I've googled on this topic, and have found quite a few answers, but either I didn't understand them or they didn't cover my situation.  I'm a hobbyist develop and am just moving from Access/VBA to C#/SQL Server; while I"m slowly working through a (digital) pile of books on C#, SQL Server, and T-SQL on my kindle, I was hoping that the experts here could help me in the meantime.

My application uses quite a few SQL statements to populate list boxes, tree views, etc.  In Access, I just included the SQL code in the form modules; it probably wasn't a good idea with Access, and probably even more so with C#, so I want to do things more properly in C#.

I have a few questions below, but first some context:
    A)  I'm not really concerned about enterprise-level best practice or performance--any application I develop will probably not be commercial at all, and if so, the dataset will be small enough that performance should not be an issue.
    B)  That said, I don't want to turn out crap or spaghetti code--whatever I do, I want to be high-quality, if not industry-standard or bleeding edge.
    C)  My biggest concern is actually simplicity; I'm teaching myself (OK, with your guidance) and I'm shooting with the minimum amount of brain damage consistent with the first two points.  I'd also like to avoid dead-ends, where I spend weeks learning about some approach before deciding it is too complicated, etc.  I'd like to learn simple, functional approaches and graduate to more complicated approaches later if necessary.

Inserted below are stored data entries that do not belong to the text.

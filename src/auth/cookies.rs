use axum::http::{header, HeaderMap, HeaderValue};

use super::PrincipalKind;

/// Find a cookie by name in the request's `Cookie` headers.
pub fn read_cookie<'a>(headers: &'a HeaderMap, name: &str) -> Option<&'a str> {
    headers
        .get_all(header::COOKIE)
        .iter()
        .filter_map(|value| value.to_str().ok())
        .flat_map(|raw| raw.split(';'))
        .filter_map(|pair| pair.trim().split_once('='))
        .find(|(key, _)| *key == name)
        .map(|(_, value)| value)
        .filter(|value| !value.is_empty())
}

/// `Set-Cookie` value carrying a freshly issued session token.
pub fn session_cookie(kind: PrincipalKind, token: &str, secure: bool) -> HeaderValue {
    let mut cookie = format!(
        "{}={}; Path=/; Max-Age={}; HttpOnly; SameSite=Lax",
        kind.cookie_name(),
        token,
        kind.ttl_seconds()
    );
    if secure {
        cookie.push_str("; Secure");
    }
    // JWTs are base64url with dots, always a valid header value
    HeaderValue::from_str(&cookie).unwrap_or_else(|_| clear_cookie(kind))
}

/// `Set-Cookie` value that removes the session cookie.
pub fn clear_cookie(kind: PrincipalKind) -> HeaderValue {
    HeaderValue::from_str(&format!(
        "{}=; Path=/; Max-Age=0; HttpOnly; SameSite=Lax",
        kind.cookie_name()
    ))
    .unwrap_or_else(|_| HeaderValue::from_static(""))
}
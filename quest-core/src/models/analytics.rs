use std::collections::BTreeMap;

use chrono::NaiveDate;
use serde::{Deserialize, Serialize};

pub const DEFAULT_ANALYTICS_DAYS: u32 = 30;
pub const MAX_ANALYTICS_DAYS: u32 = 365;
/// Days covered by `weekly_data`, ending today.
pub const WEEK_DAYS: u32 = 7;

#[derive(Debug, Clone, PartialEq, Eq, Serialize, Deserialize)]
pub struct DayActivity {
    pub date: NaiveDate,
    pub tasks: u64,
    pub focus_minutes: u64,
}

#[derive(Debug, Clone, Serialize, Deserialize)]
pub struct DashboardAnalytics {
    /// Tasks completed within the window.
    pub total_tasks: u64,
    pub pending_tasks: u64,
    /// Minutes of completed focus sessions started within the window.
    pub total_focus_time: u64,
    pub current_level: u32,
    pub current_xp: u64,
    pub next_level_xp: u64,
    pub discipline_score: u32,
    pub current_streak: u32,
    pub longest_streak: u32,
    pub skill_breakdown: BTreeMap<String, u64>,
    pub weekly_data: Vec<DayActivity>,
    pub window_days: u32,
}
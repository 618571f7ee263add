use anyhow::Result;
use chrono::Utc;
use rusqlite::{params, Row};
use uuid::Uuid;

use super::{uuid_column, Database};
use crate::models::*;

const MODE_ITEM_COLUMNS: &str = "id, user_id, mode, title, content, created_at";

fn mode_item_from_row(row: &Row<'_>) -> rusqlite::Result<ModeItem> {
    Ok(ModeItem {
        id: uuid_column(row, 0)?,
        user_id: uuid_column(row, 1)?,
        mode: row.get(2)?,
        title: row.get(3)?,
        content: row.get(4)?,
        created_at: row.get(5)?,
    })
}

impl Database {
    pub fn create_mode_item(&self, user_id: Uuid, input: CreateModeItemInput) -> Result<ModeItem> {
        let item = ModeItem {
            id: Uuid::new_v4(),
            user_id,
            mode: input.mode,
            title: input.title,
            content: input.content,
            created_at: Utc::now(),
        };

        self.with_connection(|conn| {
            conn.execute(
                &format!("INSERT INTO mode_items ({MODE_ITEM_COLUMNS}) VALUES (?1, ?2, ?3, ?4, ?5, ?6)"),
                params![
                    item.id.to_string(),
                    item.user_id.to_string(),
                    item.mode,
                    item.title,
                    item.content,
                    item.created_at,
                ],
            )?;
            Ok(())
        })?;

        Ok(item)
    }

    /// The user's items in `mode`, newest first.
    pub fn list_mode_items(&self, user_id: Uuid, mode: &str, limit: u32) -> Result<Vec<ModeItem>> {
        self.with_connection(|conn| {
            let mut stmt = conn.prepare(&format!(
                "SELECT {MODE_ITEM_COLUMNS} FROM mode_items
                 WHERE user_id = ?1 AND mode = ?2
                 ORDER BY created_at DESC, rowid DESC
                 LIMIT ?3"
            ))?;
            let items = stmt
                .query_map(params![user_id.to_string(), mode, limit], mode_item_from_row)?
                .collect::<rusqlite::Result<Vec<_>>>()?;
            Ok(items)
        })
    }
}
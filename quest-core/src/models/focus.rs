use chrono::{DateTime, Utc};
use serde::{Deserialize, Serialize};
use uuid::Uuid;

pub const DEFAULT_FOCUS_MINUTES: u32 = 25;
pub const MAX_FOCUS_MINUTES: u32 = 24 * 60;
pub const FOCUS_XP_PER_MINUTE: u64 = 2;

/// A timed deep-work block. Completing it grants XP for the planned length.
#[derive(Debug, Clone, Serialize, Deserialize)]
pub struct FocusSession {
    pub id: Uuid,
    pub user_id: Uuid,
    pub task_id: Option<Uuid>,
    pub duration_minutes: u32,
    pub xp_reward: u64,
    pub completed: bool,
    pub started_at: DateTime<Utc>,
    pub completed_at: Option<DateTime<Utc>>,
}

impl FocusSession {
    pub fn reward_for(duration_minutes: u32) -> u64 {
        duration_minutes as u64 * FOCUS_XP_PER_MINUTE
    }
}

#[derive(Debug, Clone, Copy, Serialize, Deserialize)]
pub struct StartFocusInput {
    pub duration_minutes: u32,
    pub task_id: Option<Uuid>,
}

OK, here are the questions:
1)  For now, I'm thinking about keeping it simple by just putting all of my SQL statements into one file in the C# project as named strings, and calling them from the forms.  Does that make any sense?  If so, how would I do it (ie, what kind of file should I put them in, and how would I call them)?  FYI, I anticipate needing several dozen SQL statements, most not very complicated but some a bit involved.

2)  From what I've read, some recommend keeping all of my SQL statements as stored procedures, which I understand are stored in SQL Server?  But from what I've read stored procedures are more complicated than straight SQL and harder to maintain/troubleshoot.  Is that correct?  Any good reasons to move everything to stored procedures (or not)?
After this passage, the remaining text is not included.